How ChatGPT Can Strengthen Education Instead of Undermining It

Why a law professor is letting students bring ChatGPT into their writing — rather than trying to shut it out.

Open the news on any given day and you will find someone warning that AI has put everything at risk: college admission essays, graduate entrance exams, even medical licensing tests. The source of the panic is ChatGPT — a chatbot that answers complicated questions with surprisingly polished, full-length prose. Teachers, understandably, fear that students will quietly hand their assignments over to it. The most common response is to retreat to the last century: pen, paper, no connected devices in the exam room. At UCLA, where I teach, there is even talk of writing a ChatGPT ban into the honor code.

I think that is exactly backward. This term I have told the students in my UCLA law course that they may use ChatGPT on their written work. The era in which only a skilled writer could produce skilled writing came to an end in late 2022, and pretending otherwise helps no one. Instead of forbidding tools that save effort and time, we should be showing students how to use them well and honestly.

If they want to stay competitive across a whole career, students need to know how to coax something useful out of an AI tool and how to judge whether what comes back is accurate, original and worth keeping. They need practice weaving machine-generated passages together with their own writing into something coherent. People entering the workforce now will still be working in the 2060s; learning to collaborate with AI — using it to extend rather than replace their own thinking — is a skill they will lean on for decades.

There are practical reasons too, not just pedagogical ones. A ban simply will not hold. Plenty of students, code of honor or not, will reach for AI help. And how would a school even enforce the rule? Detection tools exist, but each new generation of AI gets better at sounding human — eventually good enough to imitate the particular voice of the student using it. In that contest the writing tools will always stay a step ahead of the tools built to catch them.

Enforcement also guarantees injustice in both directions. Some students who break the ban will slip through, either by luck or by editing the output carefully enough. Others who did nothing wrong will be wrongly flagged — and forced to defend themselves against an accusation that carries real stress and real consequences.

But doesn’t learning to write teach something deeper than writing itself? It does. Building an essay from nothing forces slow, deliberate thinking about structure, flow and how to make a point land. Yet blending your own words with AI-generated text into a genuinely good piece demands those same disciplines. The hard thinking does not disappear; it moves.

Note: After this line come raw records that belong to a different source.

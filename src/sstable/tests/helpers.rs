use crate::command::Command;
use crate::memtable::{FrozenMemtable, Memtable};
use tracing_subscriber::EnvFilter;

pub fn init_tracing() {
    let _ = tracing_subscriber::fmt()
        .with_env_filter(EnvFilter::from_default_env())
        .with_test_writer()
        .try_init();
}

/// Freezes `cmds` (in append order) into a table of generation 0.
pub fn frozen(cmds: &[Command]) -> FrozenMemtable {
    let mut table = Memtable::new(0);
    for cmd in cmds {
        table.append(cmd.clone());
    }
    table.freeze()
}

/// One frozen table of `count` sets with keys `key_<start..start+count>`.
pub fn frozen_range(start: usize, count: usize, tag: &str) -> FrozenMemtable {
    let cmds: Vec<Command> = (start..start + count)
        .map(|i| Command::set(format!("key_{i:04}"), format!("{tag}_{i:04}")))
        .collect();
    frozen(&cmds)
}
impl Engine {
    // --------------------------------------------------------------------------------------------
    // Lock helpers
    // --------------------------------------------------------------------------------------------

    fn read_lock(&self) -> Result<RwLockReadGuard<'_, EngineInner>, EngineError> {
        self.inner
            .read()
            .map_err(|_| EngineError::Internal("RwLock poisoned".into()))
    }

    fn write_lock(&self) -> Result<RwLockWriteGuard<'_, EngineInner>, EngineError> {
        self.inner
            .write()
            .map_err(|_| EngineError::Internal("RwLock poisoned".into()))
    }

    // --------------------------------------------------------------------------------------------
    // Lifecycle
    // --------------------------------------------------------------------------------------------

    /// Opens (or creates) an engine rooted at `root`, recovering any state
    /// left by a previous run.
    pub fn open(root: impl AsRef<Path>, config: EngineConfig) -> Result<Self, EngineError> {
        config.validate()?;
        let inner = recovery::recover(root.as_ref(), config)?;

        info!(
            root = %inner.root.display(),
            generation = inner.generation(),
            active = inner.active.len(),
            immutable = inner.immutable.len(),
            disk_tables = inner.disk.len(),
            "engine opened"
        );

        Ok(Self {
            inner: Arc::new(RwLock::new(inner)),
            flush_lock: Arc::new(Mutex::new(())),
        })
    }

    /// Syncs the WALs and the root directory. Unflushed data stays in the
    /// WALs and is replayed by the next [`Engine::open`].
    ///
    /// Later writes fail with [`EngineError::Closed`]. Reads and flushes
    /// still work.
    pub fn close(&self) -> Result<(), EngineError> {
        let mut inner = self.write_lock()?;
        inner.closed = true;
        inner.wal.sync()?;
        for sealed in inner.sealed.values() {
            sealed.sync()?;
        }
        if let Ok(dir) = fs::File::open(&inner.root) {
            dir.sync_all()?;
        }
        info!(root = %inner.root.display(), "engine closed");
        Ok(())
    }

    // --------------------------------------------------------------------------------------------
    // Writes
    // --------------------------------------------------------------------------------------------

    /// Sets `key` to `value`.
    ///
    /// Returns `Ok(true)` if the active memtable was frozen.
    pub fn set(&self, key: impl Into<String>, value: impl Into<String>) -> Result<bool, EngineError> {
        let cmd = Command::set(key, value);
        trace!(key = cmd.key(), value_len = cmd.value().len(), "engine set");
        self.write_lock()?.apply(cmd, false)
    }

    /// Deletes `key` by writing a tombstone.
    ///
    /// Returns `Ok(true)` if the active memtable was frozen.
    pub fn delete(&self, key: impl Into<String>) -> Result<bool, EngineError> {
        let cmd = Command::delete(key);
        trace!(key = cmd.key(), "engine delete");
        self.write_lock()?.apply(cmd, false)
    }

    // --------------------------------------------------------------------------------------------
    // Reads
    // --------------------------------------------------------------------------------------------

    /// Returns the newest value of `key`.
    ///
    /// The lookup order is: active memtable → immutable memtables →
    /// disk tables (all newest-first). The first record found wins, and a
    /// tombstone yields [`EngineError::NotFound`].
    pub fn query(&self, key: &str) -> Result<String, EngineError> {
        trace!(key, "engine query");

        let disk = {
            let inner = self.read_lock()?;

            if let Some(cmd) = inner.active.query(key) {
                return resolve(cmd.clone());
            }
            for table in inner.immutable.iter().rev() {
                if let Some(cmd) = table.query(key) {
                    return resolve(cmd.clone());
                }
            }
            inner.disk.clone()
        };

        for table in &disk {
            if let Some(cmd) = table.get(key)? {
                return resolve(cmd);
            }
        }
        Err(EngineError::NotFound)
    }

    /// Returns a snapshot of engine statistics.
    pub fn stats(&self) -> Result<EngineStats, EngineError> {
        let inner = self.read_lock()?;
        Ok(EngineStats {
            active_len: inner.active.len(),
            immutable_count: inner.immutable.len(),
            sealed_wals: inner.sealed.len(),
            disk_tables: inner.disk.len(),
            index_entries: inner.disk.iter().map(|t| t.index().len()).sum(),
            generation: inner.generation(),
        })
    }

    /// `true` once the immutable queue holds at least `table_block_limit`
    /// tables.
    pub fn needs_flush(&self) -> Result<bool, EngineError> {
        let inner = self.read_lock()?;
        Ok(inner.immutable.len() >= usize::from(inner.config.table_block_limit))
    }

    // --------------------------------------------------------------------------------------------
    // Flush
    // --------------------------------------------------------------------------------------------

    /// Writes every unflushed generation to its own disk table.
    ///
    /// The active table is frozen first (if non-empty) and the live WAL is
    /// sealed, then sealed generations are flushed oldest first. Writes may
    /// continue while files are being built.
    ///
    /// Returns the number of disk tables written.
    pub fn flush(&self) -> Result<usize, EngineError> {
        let _flush = self
            .flush_lock
            .lock()
            .map_err(|_| EngineError::Internal("flush mutex poisoned".into()))?;

        {
            let mut inner = self.write_lock()?;
            if !inner.active.is_empty() {
                inner.freeze_active()?;
            }
            let live = inner.generation();
            if inner.owned_tables(live) > 0 {
                inner.seal_live()?;
            }
        }

        let mut written = 0;
        loop {
            let Some(job) = self.read_lock()?.next_flush_job() else {
                break;
            };
            self.flush_generation(job)?;
            written += 1;
        }

        if written > 0 {
            info!(written, "flush complete");
        }
        Ok(written)
    }

    fn flush_generation(&self, job: FlushJob) -> Result<(), EngineError> {
        let FlushJob {
            generation,
            tables,
            path,
            config,
        } = job;

        SstWriter::new(&path, config.block_key_limit, config.table_block_limit)
            .build(tables.iter().map(Arc::as_ref))?;
        let table = Arc::new(IndexedTable::load(&path)?);

        let sealed = {
            let mut inner = self.write_lock()?;
            inner.insert_disk_table(table);
            inner.immutable.retain(|t| t.generation() != generation);
            inner.sealed.remove(&generation)
        };
        if let Some(wal) = sealed {
            wal.remove()?;
        }

        debug!(generation, tables = tables.len(), path = %path.display(), "flushed generation");
        Ok(())
    }

    // --------------------------------------------------------------------------------------------
    // Restore
    // --------------------------------------------------------------------------------------------

    /// Registers an existing disk table and its sparse index.
    ///
    /// The live generation is moved past the file's generation when its WAL
    /// is still empty. A file whose generation is already used by unflushed
    /// data is rejected with [`EngineError::GenerationConflict`].
    pub fn load_from_disk_file(&self, path: impl AsRef<Path>) -> Result<(), EngineError> {
        let table = Arc::new(IndexedTable::load(path.as_ref())?);
        let file_gen = table.generation();

        let mut inner = self.write_lock()?;
        let live = inner.generation();

        let taken = inner.disk.iter().any(|t| t.generation() == file_gen)
            || inner.sealed.contains_key(&file_gen)
            || inner.owned_tables(file_gen) > 0;
        if taken {
            return Err(EngineError::GenerationConflict {
                file: file_gen,
                in_use: file_gen,
            });
        }

        if file_gen >= live {
            let untouched =
                inner.wal.is_empty() && inner.active.is_empty() && inner.owned_tables(live) == 0;
            if !untouched {
                return Err(EngineError::GenerationConflict {
                    file: file_gen,
                    in_use: live,
                });
            }
            let next = file_gen + 1;
            let new_wal = Wal::open(wal::wal_path(&inner.root, next), inner.config.sync_writes)?;
            let old = mem::replace(&mut inner.wal, new_wal);
            old.remove()?;
            inner.active = Memtable::new(next);
            debug!(from = live, to = next, "moved live generation past loaded disk table");
        }

        info!(
            path = %path.as_ref().display(),
            generation = file_gen,
            blocks = table.index().len(),
            "loaded disk table"
        );
        inner.insert_disk_table(table);
        Ok(())
    }

    /// Replays a WAL stream into the live generation without re-logging.
    ///
    /// Returns the number of commands applied.
    pub fn load_from_wal<R: Read>(&self, reader: R) -> Result<usize, EngineError> {
        let mut inner = self.write_lock()?;
        let mut applied = 0;
        for cmd in wal::replay(reader) {
            inner.apply(cmd?, true)?;
            applied += 1;
        }
        debug!(applied, "replayed WAL stream");
        Ok(applied)
    }
}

Writing is a craft worth real respect, and few of us ever truly master it. But most students are not aiming to become professional writers. They are heading into careers where writing is a means to an end — to explain, persuade, record, request, convince. Used well, AI tools help them do all of that better, not worse.

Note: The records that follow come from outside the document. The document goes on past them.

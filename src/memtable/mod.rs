//! # Memtable Module
//!
//! In-memory buffering of commands before they reach disk.
//!
//! A table has two states and the type system keeps them apart:
//!
//! - [`Memtable`] is the *active* table. Commands are appended in arrival
//!   order, duplicates and all, and point lookups scan backwards so the most
//!   recent record for a key wins.
//! - [`FrozenMemtable`] is produced by [`Memtable::freeze`], which consumes
//!   the active table. It is sorted by key and keeps only the last record
//!   per key, so lookups are a binary search and the body can be written to
//!   disk as one sorted block.
//!
//! Both remember the WAL generation their commands were logged in.

// ------------------------------------------------------------------------------------------------
// Unit tests
// ------------------------------------------------------------------------------------------------

#[cfg(test)]
mod tests;

// ------------------------------------------------------------------------------------------------
// Includes
// ------------------------------------------------------------------------------------------------

use std::collections::BTreeMap;

use tracing::debug;

use crate::command::{self, Command, CommandError};

// ------------------------------------------------------------------------------------------------
// Active table
// ------------------------------------------------------------------------------------------------

/// The mutable, append-ordered table that receives new writes.
#[derive(Debug, Default)]
pub struct Memtable {
    commands: Vec<Command>,
    generation: u64,
}

impl Memtable {
    /// Creates an empty table whose commands are logged in `generation`.
    pub fn new(generation: u64) -> Self {
        Self {
            commands: Vec::new(),
            generation,
        }
    }

    /// Appends `cmd`. No uniqueness check is made.
    pub fn append(&mut self, cmd: Command) {
        self.commands.push(cmd);
    }

    /// Returns the most recent command for `key`, tombstones included.
    pub fn query(&self, key: &str) -> Option<&Command> {
        self.commands.iter().rev().find(|cmd| cmd.key() == key)
    }

    /// Sorts by key and keeps only the last record per key.
    pub fn freeze(self) -> FrozenMemtable {
        let appended = self.commands.len();
        let mut latest: BTreeMap<String, Command> = BTreeMap::new();
        for cmd in self.commands {
            latest.insert(cmd.key().to_owned(), cmd);
        }
        let commands: Vec<Command> = latest.into_values().collect();

        debug!(
            generation = self.generation,
            appended,
            unique = commands.len(),
            "froze memtable"
        );

        FrozenMemtable {
            commands,
            generation: self.generation,
        }
    }

    pub fn len(&self) -> usize {
        self.commands.len()
    }

    pub fn is_empty(&self) -> bool {
        self.commands.is_empty()
    }

    pub fn generation(&self) -> u64 {
        self.generation
    }

    /// Returns `(count, body)` where the body is every command framed, in
    /// insertion order.
    pub fn bytes(&self) -> Result<(usize, Vec<u8>), CommandError> {
        framed_body(&self.commands)
    }
}

// ------------------------------------------------------------------------------------------------
// Frozen table
// ------------------------------------------------------------------------------------------------

/// A sorted, de-duplicated table awaiting flush.
#[derive(Debug)]
pub struct FrozenMemtable {
    commands: Vec<Command>,
    generation: u64,
}

impl FrozenMemtable {
    /// Binary search for `key`. Tombstones are returned as-is.
    pub fn query(&self, key: &str) -> Option<&Command> {
        self.commands
            .binary_search_by(|cmd| cmd.key().cmp(key))
            .ok()
            .map(|idx| &self.commands[idx])
    }

    pub fn len(&self) -> usize {
        self.commands.len()
    }

    pub fn is_empty(&self) -> bool {
        self.commands.is_empty()
    }

    /// Smallest key, which becomes the block key in the sparse index.
    pub fn min_key(&self) -> Option<&str> {
        self.commands.first().map(Command::key)
    }

    pub fn max_key(&self) -> Option<&str> {
        self.commands.last().map(Command::key)
    }

    /// WAL generation the commands were logged in.
    pub fn generation(&self) -> u64 {
        self.generation
    }

    pub fn commands(&self) -> &[Command] {
        &self.commands
    }

    /// Returns `(count, body)`: the sorted commands, framed.
    pub fn bytes(&self) -> Result<(usize, Vec<u8>), CommandError> {
        framed_body(&self.commands)
    }
}

fn framed_body(commands: &[Command]) -> Result<(usize, Vec<u8>), CommandError> {
    let mut body = Vec::new();
    for cmd in commands {
        command::encode_framed(cmd, &mut body)?;
    }
    Ok((commands.len(), body))
}
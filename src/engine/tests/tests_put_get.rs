//! Set/query/delete correctness against the in-memory layers and after a
//! flush.
//!
//! ## Layer coverage
//! - `memtable__*`: active memtable only (limits never reached)
//! - `memtable_sstable__*`: tiny limits, data reaches disk tables

#[cfg(test)]
#[allow(non_snake_case)]
mod tests {
    use crate::engine::tests::helpers::*;
    use crate::encoding::MAX_BYTE_LEN;
    use crate::engine::{Engine, EngineConfig, EngineError};
    use crate::wal::WalError;
    use tempfile::TempDir;

    // ----------------------------------------------------------------
    // Memtable-only
    // ----------------------------------------------------------------

    /// # Scenario
    /// A value is readable right after it is set.
    #[test]
    fn memtable__set_query_single_key() {
        let tmp = TempDir::new().unwrap();
        let engine = Engine::open(tmp.path(), memtable_only_config()).unwrap();

        assert!(!engine.set("hello", "world").unwrap());
        assert_eq!(engine.query("hello").unwrap(), "world");
    }

    #[test]
    fn memtable__query_missing_key_is_not_found() {
        let tmp = TempDir::new().unwrap();
        let engine = Engine::open(tmp.path(), memtable_only_config()).unwrap();

        let err = engine.query("nope").unwrap_err();
        assert!(matches!(err, EngineError::NotFound));
        assert_eq!(err.to_string(), "key not exists");
    }

    /// # Scenario
    /// The newest of several writes to one key wins.
    #[test]
    fn memtable__overwrite_returns_latest() {
        let tmp = TempDir::new().unwrap();
        let engine = Engine::open(tmp.path(), memtable_only_config()).unwrap();

        for v in ["one", "two", "three"] {
            engine.set("k", v).unwrap();
        }
        assert_eq!(engine.query("k").unwrap(), "three");
    }

    #[test]
    fn memtable__delete_hides_key_and_set_revives_it() {
        let tmp = TempDir::new().unwrap();
        let engine = Engine::open(tmp.path(), memtable_only_config()).unwrap();

        engine.set("k", "v").unwrap();
        engine.delete("k").unwrap();
        assert!(matches!(engine.query("k"), Err(EngineError::NotFound)));

        engine.set("k", "again").unwrap();
        assert_eq!(engine.query("k").unwrap(), "again");
    }

    #[test]
    fn memtable__delete_of_unknown_key_is_accepted() {
        let tmp = TempDir::new().unwrap();
        let engine = Engine::open(tmp.path(), memtable_only_config()).unwrap();

        engine.delete("ghost").unwrap();
        assert!(matches!(engine.query("ghost"), Err(EngineError::NotFound)));
        assert_eq!(engine.stats().unwrap().active_len, 1);
    }

    #[test]
    fn memtable__empty_value_is_a_value() {
        let tmp = TempDir::new().unwrap();
        let engine = Engine::open(tmp.path(), memtable_only_config()).unwrap();

        engine.set("k", "").unwrap();
        assert_eq!(engine.query("k").unwrap(), "");
    }

    #[test]
    fn memtable__unicode_keys_and_values() {
        let tmp = TempDir::new().unwrap();
        let engine = Engine::open(tmp.path(), memtable_only_config()).unwrap();

        engine.set("ключ", "значение").unwrap();
        engine.set("鍵", "🦀").unwrap();
        assert_eq!(engine.query("ключ").unwrap(), "значение");
        assert_eq!(engine.query("鍵").unwrap(), "🦀");
    }

    // ----------------------------------------------------------------
    // Memtable + disk tables
    // ----------------------------------------------------------------

    /// # Scenario
    /// Many keys written with tiny limits end up spread over every layer
    /// and remain readable before and after a flush.
    #[test]
    fn memtable_sstable__bulk_keys_survive_flush() {
        let tmp = TempDir::new().unwrap();
        let engine = Engine::open(tmp.path(), config(4, 3)).unwrap();

        fill(&engine, 0..100);
        for i in 0..100 {
            assert_eq!(engine.query(&key(i)).unwrap(), value(i));
        }

        engine.flush().unwrap();
        let stats = engine.stats().unwrap();
        assert_eq!(stats.active_len, 0);
        assert_eq!(stats.immutable_count, 0);
        assert!(stats.disk_tables > 0);

        for i in 0..100 {
            assert_eq!(engine.query(&key(i)).unwrap(), value(i));
        }
    }

    #[test]
    fn memtable_sstable__large_values() {
        let tmp = TempDir::new().unwrap();
        let engine = Engine::open(tmp.path(), tiny_config()).unwrap();

        let big = "x".repeat(256 * 1024);
        engine.set("big", big.clone()).unwrap();
        engine.set("small", "s").unwrap();
        engine.flush().unwrap();

        assert_eq!(engine.query("big").unwrap(), big);
        assert_eq!(engine.query("small").unwrap(), "s");
    }

    #[test]
    fn memtable_sstable__tombstone_on_disk_hides_key() {
        let tmp = TempDir::new().unwrap();
        let engine = Engine::open(tmp.path(), tiny_config()).unwrap();

        engine.set("k", "v").unwrap();
        engine.flush().unwrap();
        engine.delete("k").unwrap();
        engine.flush().unwrap();

        assert_eq!(engine.stats().unwrap().disk_tables, 2);
        assert!(matches!(engine.query("k"), Err(EngineError::NotFound)));
    }

    // ----------------------------------------------------------------
    // Config
    // ----------------------------------------------------------------

    #[test]
    fn zero_limits_are_rejected() {
        let tmp = TempDir::new().unwrap();
        for cfg in [config(0, 1), config(1, 0)] {
            let err = Engine::open(tmp.path(), cfg).unwrap_err();
            assert!(matches!(err, EngineError::InvalidConfig(_)));
        }
        assert!(files_with_ext(tmp.path(), "wal").is_empty());
    }

    #[test]
    fn default_config_is_valid() {
        let cfg = EngineConfig::default();
        assert_eq!(cfg.block_key_limit, 1000);
        assert_eq!(cfg.table_block_limit, 10);
        assert!(cfg.validate().is_ok());
    }

    #[test]
    fn open_creates_missing_root() {
        let tmp = TempDir::new().unwrap();
        let root = tmp.path().join("nested").join("db");
        let engine = Engine::open(&root, memtable_only_config()).unwrap();

        engine.set("a", "1").unwrap();
        assert_eq!(files_with_ext(&root, "wal"), vec!["0.wal"]);
    }

    /// # Scenario
    /// A value longer than the encoding limit is written between two
    /// ordinary writes, then the engine is reopened.
    ///
    /// # Expected behavior
    /// The oversized write fails and is neither logged nor applied. The
    /// other writes survive the reopen.
    #[test]
    fn memtable__oversized_value_is_rejected_and_store_reopens() {
        let tmp = TempDir::new().unwrap();
        let dir = tmp.path();

        {
            let engine = Engine::open(dir, memtable_only_config()).unwrap();
            engine.set("before", "1").unwrap();
            let err = engine
                .set("big", "x".repeat(MAX_BYTE_LEN as usize + 1))
                .unwrap_err();
            assert!(matches!(err, EngineError::Wal(WalError::Command(_))));
            assert!(matches!(engine.query("big"), Err(EngineError::NotFound)));
            engine.set("after", "2").unwrap();
            assert_eq!(engine.stats().unwrap().active_len, 2);
        }

        let engine = Engine::open(dir, memtable_only_config()).unwrap();
        assert_eq!(engine.query("before").unwrap(), "1");
        assert_eq!(engine.query("after").unwrap(), "2");
        assert!(matches!(engine.query("big"), Err(EngineError::NotFound)));
    }

    #[test]
    fn memtable__writes_after_close_are_rejected() {
        let tmp = TempDir::new().unwrap();
        let engine = Engine::open(tmp.path(), memtable_only_config()).unwrap();
        engine.set("a", "1").unwrap();
        engine.close().unwrap();

        assert!(matches!(engine.set("b", "2"), Err(EngineError::Closed)));
        assert!(matches!(engine.delete("a"), Err(EngineError::Closed)));
        assert_eq!(engine.query("a").unwrap(), "1");
        assert!(matches!(engine.query("b"), Err(EngineError::NotFound)));
    }
}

When I was in school in the late 1970s and early ’80s, I was told that getting ahead meant good penmanship and the ability to do long division by hand. By the time I started working at the end of the ’80s, technology had made both irrelevant. Schools change slowly — many still drill children on long division, a skill they will never use outside a classroom. With AI writing, educators should get ahead of the curve rather than trailing it by decades.

So my goal is to prepare students for a world where AI is just another ordinary tool, not a novelty. And I am clear with them about the trade: they are fully responsible for anything submitted under their name. If it contains errors, that is on them. If it is poorly organized, that is on them. If it contradicts itself, that is on them. And if it is partly copied, then they have plagiarized — full stop.

In short, I want my students to become aware, accountable users of technologies that will shape the rest of their working lives. The writing, you might say, is already on the wall.

This is an opinion and analysis piece; the views expressed are the author’s own.